Point to opportunities for dramatic improvements in performance for data-movement limited applications.
Short Course Audience:
This lecture is designed to introduce students how to use parallel computers to efficiently solve challenging problems in science and engineering, where very fast computers are required either to perform complex simulations or to analyze enormous datasets. The lecture is intended to be useful for students from different backgrounds. The presenter has a strong track record of presenting similar tutorials to academic and industrial audiences, and this material will be accessible by researchers, implementers, innovators, and executives.
Keren Bergman is the Charles Batchelor Professor and Chair of Electrical Engineering at Columbia University where she also directs the Lightwave Research Laboratory (http://lightwave.ee.columbia.edu/). She leads multiple research programs on optical interconnection networks for advanced computing systems, data centers, high-performance embedded computing, and chip multiprocessor nanophotonic networks-on-chip. Dr. Bergman holds a Ph.D. from M.I.T. and is a Fellow of the IEEE and of the OSA.

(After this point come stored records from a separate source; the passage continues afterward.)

use std::time::Duration;

use serde::{Deserialize, Deserializer};

use crate::logs::LogLevel;

pub const DEFAULT_PARALLEL_SUITES: usize = 1;

#[derive(Deserialize, Debug, Clone, Default)]
pub struct Config {
    #[serde(default)]
    pub runner: RunnerConfig,
    #[serde(default)]
    pub log: LogConfig,
}

impl Config {
    pub fn load(path: &str) -> anyhow::Result<Self> {
        let cfg = std::fs::read_to_string(path)?;
        Ok(toml::from_str(&cfg)?)
    }

    /// Load the config file if one was given, otherwise fall back to defaults.
    pub fn load_or_default(path: Option<&str>) -> anyhow::Result<Self> {
        match path {
            Some(path) => Self::load(path),
            None => Ok(Self::default()),
        }
    }
}

#[derive(Deserialize, Debug, Clone)]
pub struct RunnerConfig {
    /// How many suites may run at the same time. Cases inside a suite never do.
    #[serde(default = "default_parallel_suites")]
    pub parallel_suites: usize,
    /// Applied to every statement unless the suite sets its own timeout.
    pub statement_timeout_sec: Option<u64>,
    pub connect_timeout_sec: Option<u64>,
}

impl Default for RunnerConfig {
    fn default() -> Self {
        Self {
            parallel_suites: DEFAULT_PARALLEL_SUITES,
            statement_timeout_sec: None,
            connect_timeout_sec: None,
        }
    }
}

impl RunnerConfig {
    pub fn statement_timeout(&self) -> Option<Duration> {
        self.statement_timeout_sec.map(Duration::from_secs)
    }

    pub fn connect_timeout(&self) -> Option<Duration> {
        self.connect_timeout_sec.map(Duration::from_secs)
    }
}

fn default_parallel_suites() -> usize {
    DEFAULT_PARALLEL_SUITES
}

#[derive(Deserialize, Debug, Clone, Default)]
pub struct LogConfig {
    #[serde(default, deserialize_with = "deserialize_log_level")]
    pub level: Option<LogLevel>,
}

fn deserialize_log_level<'de, D>(deserializer: D) -> Result<Option<LogLevel>, D::Error>
where
    D: Deserializer<'de>,
{
    use serde::de::Error;
    let level: Option<String> = Option::deserialize(deserializer)?;
    level
        .map(|l| {
            LogLevel::from_str(&l).ok_or_else(|| Error::custom(format!("unknown log level '{}'", l)))
        })
        .transpose()
}

pub(crate) fn serialize_secret<S>(_: &str, serializer: S) -> Result<S::Ok, S::Error>
where
    S: serde::Serializer,
{
    serializer.serialize_str("****")
}

/// Resolve `env:NAME` values from the environment, pass anything else through.
pub(crate) fn deserialize_env_val<'de, D>(deserializer: D) -> Result<String, D::Error>
where
    D: Deserializer<'de>,
{
    use serde::de::Error;
    let val = String::deserialize(deserializer)?;

    let Some(env_key) = val.strip_prefix("env:") else {
        return Ok(val);
    };

    std::env::var(env_key).map_err(|err| {
        Error::custom(format!(
            "Environment variable '{}' not found: '{}'",
            env_key, err
        ))
    })
}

John Shalf is Department Head for Computer Science at Lawrence Berkeley National Laboratory and CTO of the National Research Supercomputing Center (NERSC). John got his graduate degree in computer engineering from Virginia Tech. John first got started in HPC at the National Center for Supercomputing Applications (NCSA) in 1994. While working for the General Relativity Group at the Albert Einstein Institute in Potsdam Germany, he helped develop the first implementation of the Cactus Computational Toolkit, which is used for numerical solutions to Einstein's equations for General Relativity and which enables modeling of black holes, neutron stars, and boson stars.